[WHAT TO DO]
Below are records; give the number of their lines that hold the word "bool", and write nothing more.

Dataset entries

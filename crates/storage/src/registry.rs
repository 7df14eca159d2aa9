// SPDX-License-Identifier: BUSL-1.1
// Copyright (c) 2026 Alfred Jean LLC

//! Durable task registry: one JSON table, write-through persistence.
//!
//! Every mutation rewrites the table atomically (temp file, fsync, rename,
//! directory fsync) before returning, so a reopened registry is always
//! consistent with the last acknowledged write. The registry is the single
//! source of truth for status queries; status transitions are checked here
//! so no caller can regress a task.

use cdx_core::{Clock, Task, TaskId, TaskOrigin, TaskPatch, TaskStatus};
use serde::{Deserialize, Serialize};
use std::collections::HashMap;
use std::fs::{self, File, OpenOptions};
use std::io::{self, Write};
use std::path::PathBuf;
use thiserror::Error;
use tracing::{debug, warn};

#[derive(Debug, Error)]
pub enum RegistryError {
    #[error("registry io error at {path}: {source}")]
    Io {
        path: PathBuf,
        #[source]
        source: io::Error,
    },

    /// Unreadable table on open. Fatal by contract: the service refuses to
    /// start rather than silently dropping task history.
    #[error("registry file is corrupt at {path}: {message}")]
    Corrupt { path: PathBuf, message: String },

    #[error("task {0} already exists")]
    DuplicateId(TaskId),

    #[error("task {0} not found")]
    NotFound(TaskId),

    #[error("illegal status transition {from} -> {to} for task {id}")]
    IllegalTransition {
        id: TaskId,
        from: TaskStatus,
        to: TaskStatus,
    },

    #[error("terminal update for task {0} must carry a result or an error")]
    MissingOutcome(TaskId),
}

/// On-disk shape: one logical table.
#[derive(Debug, Default, Serialize, Deserialize)]
struct TasksTable {
    tasks: Vec<Task>,
}

/// Filter for [`TaskRegistry::query`]. Empty filter returns everything,
/// newest first.
#[derive(Debug, Clone, Default)]
pub struct TaskQuery {
    pub origin: Option<TaskOrigin>,
    pub status: Option<TaskStatus>,
    pub working_dir: Option<PathBuf>,
    pub limit: Option<usize>,
}

impl TaskQuery {
    pub fn origin(origin: TaskOrigin) -> Self {
        Self {
            origin: Some(origin),
            ..Self::default()
        }
    }

    pub fn with_status(mut self, status: TaskStatus) -> Self {
        self.status = Some(status);
        self
    }

    pub fn with_working_dir(mut self, dir: impl Into<PathBuf>) -> Self {
        self.working_dir = Some(dir.into());
        self
    }

    pub fn with_limit(mut self, limit: usize) -> Self {
        self.limit = Some(limit);
        self
    }

    fn matches(&self, task: &Task) -> bool {
        if self.origin.is_some_and(|o| o != task.origin) {
            return false;
        }
        if self.status.is_some_and(|s| s != task.status) {
            return false;
        }
        if let Some(dir) = &self.working_dir {
            if task.working_dir.as_deref() != Some(dir.as_path()) {
                return false;
            }
        }
        true
    }
}

/// The persistent task table. Single-writer by design; callers share it
/// behind a mutex.
pub struct TaskRegistry<C: Clock> {
    path: PathBuf,
    clock: C,
    tasks: HashMap<TaskId, Task>,
}

impl<C: Clock> TaskRegistry<C> {
    /// Open or create the registry at `path`.
    ///
    /// A missing file is an empty registry. An unparseable file is
    /// [`RegistryError::Corrupt`]: surfaced, never rotated away.
    pub fn open(path: impl Into<PathBuf>, clock: C) -> Result<Self, RegistryError> {
        let path = path.into();
        let tasks = match fs::read(&path) {
            Ok(bytes) => {
                let table: TasksTable =
                    serde_json::from_slice(&bytes).map_err(|e| RegistryError::Corrupt {
                        path: path.clone(),
                        message: e.to_string(),
                    })?;
                table
                    .tasks
                    .into_iter()
                    .map(|t| (t.id.clone(), t))
                    .collect()
            }
            Err(e) if e.kind() == io::ErrorKind::NotFound => HashMap::new(),
            Err(e) => return Err(RegistryError::Io { path, source: e }),
        };
        debug!(path = %path.display(), count = tasks.len(), "registry opened");
        Ok(Self { path, clock, tasks })
    }

    /// Insert a new task. Fails if the id already exists.
    pub fn create(&mut self, task: Task) -> Result<(), RegistryError> {
        if self.tasks.contains_key(&task.id) {
            return Err(RegistryError::DuplicateId(task.id));
        }
        self.tasks.insert(task.id.clone(), task);
        self.persist()
    }

    /// Fetch a task by id.
    pub fn get(&self, id: &TaskId) -> Option<Task> {
        self.tasks.get(id).cloned()
    }

    /// Filtered listing, ordered by `created_at` descending with the id as
    /// tiebreaker (ids sort by creation order within an origin).
    pub fn query(&self, query: &TaskQuery) -> Vec<Task> {
        let mut found: Vec<Task> = self
            .tasks
            .values()
            .filter(|t| query.matches(t))
            .cloned()
            .collect();
        found.sort_by(|a, b| {
            b.created_at
                .cmp(&a.created_at)
                .then_with(|| b.id.as_str().cmp(a.id.as_str()))
        });
        if let Some(limit) = query.limit {
            found.truncate(limit);
        }
        found
    }

    /// All task ids, for suggestion lookups.
    pub fn ids(&self) -> Vec<TaskId> {
        self.tasks.keys().cloned().collect()
    }

    /// Merge a patch into a task.
    ///
    /// Status changes are validated against the state machine; moves into a
    /// terminal state require an outcome (result or error) and stamp
    /// `completed_at`. `updated_at` is always refreshed.
    pub fn update(&mut self, id: &TaskId, patch: TaskPatch) -> Result<Task, RegistryError> {
        let now = self.clock.epoch_ms();
        let task = self
            .tasks
            .get_mut(id)
            .ok_or_else(|| RegistryError::NotFound(id.clone()))?;

        if let Some(next) = patch.status {
            if next != task.status {
                if !TaskStatus::can_transition(task.status, next) {
                    return Err(RegistryError::IllegalTransition {
                        id: id.clone(),
                        from: task.status,
                        to: next,
                    });
                }
                if next.is_terminal() {
                    let has_outcome = patch.result.is_some()
                        || patch.error.is_some()
                        || task.result.is_some()
                        || task.error.is_some();
                    if !has_outcome {
                        return Err(RegistryError::MissingOutcome(id.clone()));
                    }
                    task.completed_at = Some(now);
                }
                task.status = next;
            }
        }
        if let Some(error) = patch.error {
            task.error = Some(error);
        }
        if let Some(result) = patch.result {
            task.result = Some(result);
        }
        if let Some(progress) = patch.progress {
            task.progress_snapshot = Some(progress);
        }
        if let Some(thread_id) = patch.thread_id {
            task.thread_id = Some(thread_id);
        }
        if let Some(remote_id) = patch.remote_id {
            task.remote_id = Some(remote_id);
        }
        task.updated_at = now;

        let updated = task.clone();
        self.persist()?;
        Ok(updated)
    }

    /// Remove a terminal task. Returns `false` (and leaves the task alone)
    /// when it is still pending or working.
    pub fn evict(&mut self, id: &TaskId) -> Result<bool, RegistryError> {
        match self.tasks.get(id) {
            None => Err(RegistryError::NotFound(id.clone())),
            Some(task) if !task.is_terminal() => {
                warn!(task_id = %id, status = %task.status, "evict skipped: task not terminal");
                Ok(false)
            }
            Some(_) => {
                self.tasks.remove(id);
                self.persist()?;
                Ok(true)
            }
        }
    }

    /// Serialize the table and replace the file atomically.
    ///
    /// Durability ordering: write temp, fsync temp, rename over the table,
    /// fsync the directory so the rename survives power loss.
    fn persist(&self) -> Result<(), RegistryError> {
        let io_err = |source: io::Error| RegistryError::Io {
            path: self.path.clone(),
            source,
        };

        if let Some(parent) = self.path.parent() {
            fs::create_dir_all(parent).map_err(io_err)?;
        }

        let mut table: Vec<&Task> = self.tasks.values().collect();
        table.sort_by(|a, b| a.id.as_str().cmp(b.id.as_str()));
        let body = serde_json::to_vec_pretty(&serde_json::json!({ "tasks": table }))
            .map_err(|e| RegistryError::Corrupt {
                path: self.path.clone(),
                message: e.to_string(),
            })?;

        let tmp_path = self.path.with_extension("tmp");
        {
            let mut tmp = File::create(&tmp_path).map_err(io_err)?;
            tmp.write_all(&body).map_err(io_err)?;
            tmp.sync_all().map_err(io_err)?;
        }
        fs::rename(&tmp_path, &self.path).map_err(io_err)?;

        if let Some(parent) = self.path.parent() {
            // Directory fsync failure is survivable (the rename landed),
            // but worth a warning since crash durability is weakened.
            match OpenOptions::new().read(true).open(parent) {
                Ok(dir) => {
                    if let Err(e) = dir.sync_all() {
                        warn!(path = %parent.display(), error = %e, "directory fsync failed");
                    }
                }
                Err(e) => {
                    warn!(path = %parent.display(), error = %e, "directory open for fsync failed");
                }
            }
        }
        Ok(())
    }
}

#[cfg(test)]
#[path = "registry_tests.rs"]
mod tests;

[WORKED SOLUTION]
2